_Problem statement:_ Using the records below, locate all lines containing "values" and return them.
********
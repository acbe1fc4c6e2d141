//! Block-boundary segment chunker.
//!
//! Packs an ordered list of [`RenderedBlock`]s into [`Segment`]s that each
//! stay within a platform `ceiling`. Blocks are never split. Packing is a
//! single greedy pass that also stops filling a segment once it reaches the
//! `target` average length, so the load spreads over roughly the minimum
//! number of segments.
//!
//! The important-species block, if any, always becomes its own trailing
//! segment.

use crate::error::ReportError;
use crate::render::{ensure_fits, RenderedBlock};

/// One dispatchable slice of a post.
#[derive(Debug, Clone, PartialEq, Eq, Default)]
pub struct Segment {
    pub text: String,
    /// Length in characters.
    pub len: usize,
}

impl Segment {
    fn push(&mut self, block: &RenderedBlock, len: usize) {
        self.text.push_str(&block.text);
        self.len += len;
    }
}

/// Average segment length for the fewest segments that keep every segment
/// under `ceiling`: `total / (total / ceiling + 1)`.
pub fn target_length(blocks: &[RenderedBlock], ceiling: usize) -> usize {
    let total: usize = blocks.iter().map(RenderedBlock::len).sum();
    total / (total / ceiling.max(1) + 1)
}

/// Split `blocks` into segments.
///
/// A block is appended while the segment stays within `ceiling` and the
/// segment's current length is still below `target`; otherwise the segment
/// is closed and a new one starts with the block. The last segment is always
/// emitted, even if empty.
pub fn chunk_blocks(
    blocks: &[RenderedBlock],
    important: Option<&RenderedBlock>,
    ceiling: usize,
    target: usize,
) -> Result<Vec<Segment>, ReportError> {
    let mut segments = Vec::new();
    let mut current = Segment::default();

    for block in blocks {
        ensure_fits(block, ceiling)?;
        let len = block.len();

        if current.len + len <= ceiling && current.len < target.max(1) {
            current.push(block, len);
        } else {
            segments.push(std::mem::take(&mut current));
            current.push(block, len);
        }
    }
    segments.push(current);

    if let Some(important) = important.filter(|b| !b.is_empty()) {
        ensure_fits(important, ceiling)?;
        let mut tail = Segment::default();
        tail.push(important, important.len());
        segments.push(tail);
    }

    Ok(segments)
}

#[cfg(test)]
mod tests {
    use super::*;

    fn block(label: &str, len: usize) -> RenderedBlock {
        RenderedBlock::new(label, label.chars().cycle().take(len).collect::<String>())
    }

    fn with_anchor(mut blocks: Vec<RenderedBlock>) -> Vec<RenderedBlock> {
        blocks.insert(0, RenderedBlock::new("anchor", ""));
        blocks
    }

    fn concat(segments: &[Segment]) -> String {
        segments.iter().map(|s| s.text.as_str()).collect()
    }

    #[test]
    fn test_three_large_blocks_never_merge() {
        let blocks = with_anchor(vec![block("a", 1800), block("b", 1800), block("c", 1800)]);
        let target = target_length(&blocks, 2000);
        assert_eq!(target, 1800);

        let segments = chunk_blocks(&blocks, None, 2000, target).unwrap();
        assert_eq!(segments.len(), 3);
        for s in &segments {
            assert_eq!(s.len, 1800);
        }
    }

    #[test]
    fn test_small_blocks_share_a_segment() {
        let blocks = with_anchor(vec![block("p", 100), block("a", 300), block("b", 300)]);
        let target = target_length(&blocks, 2000);
        let segments = chunk_blocks(&blocks, None, 2000, target).unwrap();
        assert_eq!(segments.len(), 1);
        assert_eq!(segments[0].len, 700);
    }

    #[test]
    fn test_block_equal_to_ceiling_stands_alone() {
        let blocks = with_anchor(vec![block("p", 50), block("a", 2000), block("b", 10)]);
        let target = target_length(&blocks, 2000);
        let segments = chunk_blocks(&blocks, None, 2000, target).unwrap();
        assert!(segments.iter().all(|s| s.len <= 2000));
        assert!(segments.iter().any(|s| s.len == 2000 && s.text.chars().all(|c| c == 'a')));
    }

    #[test]
    fn test_oversized_block_is_an_error() {
        let blocks = with_anchor(vec![block("p", 50), block("Sprawl", 2001)]);
        let err = chunk_blocks(&blocks, None, 2000, 1000).unwrap_err();
        assert_eq!(
            err,
            ReportError::OversizedSection {
                geography: "Sprawl".to_string(),
                len: 2001,
                ceiling: 2000
            }
        );
    }

    #[test]
    fn test_concatenation_and_ceiling_hold_across_layouts() {
        let ceiling = 2000;
        let layouts: &[&[usize]] = &[
            &[120, 1900, 5, 640, 640, 1999, 30, 700, 1300, 1, 888],
            &[10, 20, 30, 40, 50, 60, 70, 80, 90],
            &[2000, 2000, 2000],
            &[1999],
            &[1, 2000, 1, 1999, 1],
            &[1000, 1000, 1000, 1000, 1001],
            &[0, 0, 500, 0, 1500, 0],
        ];

        for sizes in layouts {
            let blocks = with_anchor(
                sizes
                    .iter()
                    .enumerate()
                    .map(|(i, &n)| block(&((b'a' + i as u8) as char).to_string(), n))
                    .collect(),
            );
            let important = block("z", 400);
            let target = target_length(&blocks, ceiling);

            let segments = chunk_blocks(&blocks, Some(&important), ceiling, target).unwrap();

            let mut expected: String = blocks.iter().map(|b| b.text.as_str()).collect();
            expected.push_str(&important.text);
            assert_eq!(concat(&segments), expected, "layout {:?}", sizes);
            assert!(segments.iter().all(|s| s.len <= ceiling), "layout {:?}", sizes);
            assert!(
                segments.iter().all(|s| s.len == s.text.chars().count()),
                "layout {:?}",
                sizes
            );
            assert_eq!(segments.last().unwrap().text, important.text, "layout {:?}", sizes);
        }
    }

    #[test]
    fn test_empty_input_yields_one_empty_segment() {
        let segments = chunk_blocks(&[], None, 2000, 0).unwrap();
        assert_eq!(segments, vec![Segment::default()]);
    }

    #[test]
    fn test_all_empty_blocks_stay_in_one_segment() {
        let blocks = with_anchor(vec![RenderedBlock::new("preamble", "")]);
        let target = target_length(&blocks, 2000);
        assert_eq!(target, 0);
        let segments = chunk_blocks(&blocks, None, 2000, target).unwrap();
        assert_eq!(segments, vec![Segment::default()]);
    }

    #[test]
    fn test_empty_important_block_is_dropped() {
        let blocks = with_anchor(vec![block("p", 10)]);
        let empty = RenderedBlock::new("notable", "");
        let segments = chunk_blocks(&blocks, Some(&empty), 2000, 10).unwrap();
        assert_eq!(segments.len(), 1);
    }

    #[test]
    fn test_oversized_important_block_is_an_error() {
        let blocks = with_anchor(vec![block("p", 10)]);
        let important = block("notable", 2500);
        assert!(matches!(
            chunk_blocks(&blocks, Some(&important), 2000, 10),
            Err(ReportError::OversizedSection { .. })
        ));
    }

    #[test]
    fn test_deterministic() {
        let blocks = with_anchor(vec![block("a", 900), block("b", 900), block("c", 900)]);
        let target = target_length(&blocks, 2000);
        let s1 = chunk_blocks(&blocks, None, 2000, target).unwrap();
        let s2 = chunk_blocks(&blocks, None, 2000, target).unwrap();
        assert_eq!(s1, s2);
    }
}
//! Dense single-post style for long-form feeds.
//!
//! ```text
//! #Nests #Tracking #Migration
//! * = Unconfirmed
//! 2019-03-21 nest shift
//! Last updated: 23 Mar 2019
//!
//! [-- Summary --]
//! Pikachu: Elm Park, Oak Park*
//!
//! ---==< • >==---
//!
//! {~(Downtown)~}
//! 🔒Elm Park/Elm Green (north lot): Pikachu
//!
//! [-- No Reports --]
//! • Downtown: Birch Field, Cedar Lot
//! ```

use std::fmt::Write;

use crate::aggregate::{AggregatedView, SpeciesSummary};
use crate::error::ReportError;
use crate::models::{Confirmation, Sighting};

use super::{decorate, ensure_fits, Preamble, RenderOptions, RenderedBlock, RenderedPost};

const UNCONFIRMED_MARK: &str = "*";

pub fn render_dense(
    view: &AggregatedView,
    summary: &SpeciesSummary,
    preamble: &Preamble,
    opts: &RenderOptions<'_>,
) -> Result<RenderedPost, ReportError> {
    let mut blocks = vec![
        RenderedBlock::new("preamble", render_preamble(preamble, opts)),
        RenderedBlock::new("summary", render_summary(summary, opts)),
    ];

    let mut sections = String::new();
    for (geo, sightings) in &view.active {
        let label = geo.label(opts.unknown_geography);
        let mut section = decorate(label, "{~()~}");
        section.push('\n');
        for sighting in sightings.values() {
            section.push_str(&render_entry(sighting, opts));
            section.push('\n');
        }
        section.push('\n');

        let block = RenderedBlock::new(label, section);
        ensure_fits(&block, opts.ceiling)?;
        sections.push_str(&block.text);
    }
    blocks.push(RenderedBlock::new("sections", sections));

    if !view.vacant.is_empty() {
        let mut roster = decorate("No Reports", "[--  --]");
        roster.push('\n');
        for (geo, vacancies) in &view.vacant {
            let names: Vec<String> = vacancies
                .values()
                .map(|v| restricted_prefix(v.restricted, opts) + &v.name)
                .collect();
            let _ = writeln!(
                roster,
                "• {}: {}",
                geo.label(opts.unknown_geography),
                names.join(", ")
            );
        }
        blocks.push(RenderedBlock::new("roster", roster));
    }

    Ok(RenderedPost {
        blocks,
        important: None,
    })
}

fn render_preamble(preamble: &Preamble, opts: &RenderOptions<'_>) -> String {
    let mut out = String::new();
    let _ = writeln!(out, "{}", opts.hashtags);
    let _ = writeln!(out, "{} = Unconfirmed", UNCONFIRMED_MARK);
    let _ = writeln!(out, "{} nest shift", preamble.period_date);
    if let Some(note) = &preamble.special_note {
        let _ = writeln!(out, "{}", note);
    }
    let _ = writeln!(out, "Last updated: {}", preamble.generated());
    out.push('\n');
    out
}

fn render_summary(summary: &SpeciesSummary, opts: &RenderOptions<'_>) -> String {
    let mut out = decorate("Summary", "[--  --]");
    for (label, entry) in summary.iter() {
        let locations: Vec<String> = entry
            .locations
            .iter()
            .map(|(name, status)| {
                let mut loc = restricted_prefix(status.restricted, opts) + name;
                if status.confirmation != Confirmation::Confirmed {
                    loc.push_str(UNCONFIRMED_MARK);
                }
                loc
            })
            .collect();
        let _ = write!(out, "\n{}: {}", label, locations.join(", "));
    }
    out.push_str("\n\n");
    out.push_str(&decorate(" • ", "---==<>==---"));
    out.push_str("\n\n");
    out
}

fn render_entry(sighting: &Sighting, opts: &RenderOptions<'_>) -> String {
    let mut line = restricted_prefix(sighting.restricted, opts);
    let listed = opts.important_species.iter().any(|s| s == &sighting.label);
    line.push_str(opts.glyphs.for_label(&sighting.label, sighting.is_notable(), listed));
    line.push_str(sighting.display_name());
    if !sighting.alternate_names.is_empty() {
        line.push('/');
        line.push_str(&sighting.alternates_joined());
    }
    if let Some(note) = &sighting.note {
        line.push(' ');
        line.push_str(&decorate(note, "()"));
    }
    line.push_str(": ");
    line.push_str(&sighting.label);
    if sighting.confirmation != Confirmation::Confirmed {
        line.push_str(UNCONFIRMED_MARK);
    }
    line
}

fn restricted_prefix(restricted: bool, opts: &RenderOptions<'_>) -> String {
    if restricted {
        opts.glyphs.restricted.clone()
    } else {
        String::new()
    }
}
********
_Result of the task:_
        for sighting in sightings.values() {
                .values()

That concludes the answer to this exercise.